Luego de caminar largo rato por el sendero se detienen las dos mujeres ante un imponente ciprés. Se sientan sobre sus raíces para retomar el aliento y beber agua de las cantimploras.
Las ramas comienzan a mecerse suavemente y un canturreo llegó a sus oídos.
La mirada de Elizabeth calma el nerviosismo de Marina y un gesto de silencio de ella hace que las preguntas que iban a salir mueran en sus labios.
Una somnolencia se instala entre ellas. Pesadamente las imágenes se suceden delante de sus ojos. Marina se recuesta contra el tronco y se duerme profundamente. El sueño la lleva a momentos cuando era niña jugando con su perro, extrañaba esos momentos tan lindos y puros que vivió años atrás.
Donde correteando por entre unos pinos recordaba haber visto a una mujer vestida con una túnica blanca que bailaba en un claro mientras los rayos del sol jugueteaban en su rostro. Tibias hojas de otoño caían sobre su cuerpo abrazándola, cubriéndola, acunándola en un solo movimiento. Sus dedos acariciaban tiernamente los pájaros que se acercaban hasta ellas, trinando y aleteando. En un canto nunca antes oído, iban y venían siguiendo a la mujer embelezada con su baile.

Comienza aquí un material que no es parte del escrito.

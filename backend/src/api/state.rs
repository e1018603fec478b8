//! Shared, read-only state handed to every request handler.

use chrono::{DateTime, Utc};
use std::path::{Path, PathBuf};
use std::sync::Arc;

use super::logs::{log_error, log_warning};
use crate::loader::try_load;
use crate::models::Table;

/// The loaded table plus where it came from.
///
/// Built once at startup and never mutated, so handlers share it through an
/// `Arc` without locking.
#[derive(Debug, Clone)]
pub struct AppState {
    pub table: Arc<Table>,
    pub data_path: Option<PathBuf>,
    pub load_error: Option<String>,
    pub loaded_at: DateTime<Utc>,
}

impl AppState {
    /// Load the dataset at `path`. A failed load yields an empty table and
    /// keeps the error for `/health`.
    pub fn load(path: impl AsRef<Path>) -> Self {
        let path = path.as_ref();
        let (table, load_error) = match try_load(path) {
            Ok(table) => {
                if table.is_empty() {
                    log_warning(format!("{} has no listings", path.display()));
                }
                (table, None)
            }
            Err(e) => {
                log_error(format!("Error loading data: {}", e));
                (Table::empty(), Some(e.to_string()))
            }
        };

        Self {
            table: Arc::new(table),
            data_path: Some(path.to_path_buf()),
            load_error,
            loaded_at: Utc::now(),
        }
    }

    /// State over an in-memory table.
    pub fn from_table(table: Table) -> Self {
        Self {
            table: Arc::new(table),
            data_path: None,
            load_error: None,
            loaded_at: Utc::now(),
        }
    }
}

De repente la música que creía escuchar se desvaneció. Despertándose de su sueño, se encontró sola al pie del árbol. Su madre ya no estaba con ella.
Un aullido fuerte y aterrador resonó muy cerca. Al presentir sus pasos enfrente, comenzó a retroceder, tratando de alejarse de quien la observaba desde unos metros de distancia paralizando su mente por el miedo. Era un enorme perro negro. Olisqueando el aire, lanzando pequeños gruñidos, se encontraba entre unos manchones de nieve derretidos por el inicio de la primavera.
Su mirada se hizo más penetrante y sus pasos hacia Marina más atrevidos. Presa del pánico no podía gritar ni defenderse. Solo atinó a tocar su medallón, el amuleto de la buena suerte que pende de su cuello y que nunca se ha quitado.
El perro de pronto mira hacia el otro lado del claro dejando ver su collar de cuero, que le ha puesto su dueño.
Un ruido y un jadeo lo ponen en alerta erizando su piel.
De un salto el animal entró en el claro del bosque. Marina dio un suspiro de alivio. Al ver que el recién llegado hacía frente al perro negro.
Los perros se gruñían y ladraban dando vueltas por todo el lugar. Pero sin trenzarse en mordidas. Cada uno defendía su porción de terreno ganado, ninguno de los dos quería retroceder.
Mientras tanto Marina observaba atentamente la trifulca. Algo conocido veia en aquel perro de color dorado que evidentemente la defendía ya que no dejaba que el perro negro ganara terreno hacia ella.
El porte de aquel era familiar, el ladrido le tintineaba en los oídos como algo lejano en sus recuerdos.
Como el can la defendía siempre estaba de espaldas a ella y no podía verlo bien, se hace a un costado para tener mejor visión y pudo ver de frente a su defensor.
Parpadeando varias veces como para borrarse esa imagen que era imposible de creer para su mente, algo irreal. Ella lo había visto morir en sus brazos cuando tenía 10 años y ahora estaba ahí defendiéndola.
Un nombre salió de su boca asombrada. Dago.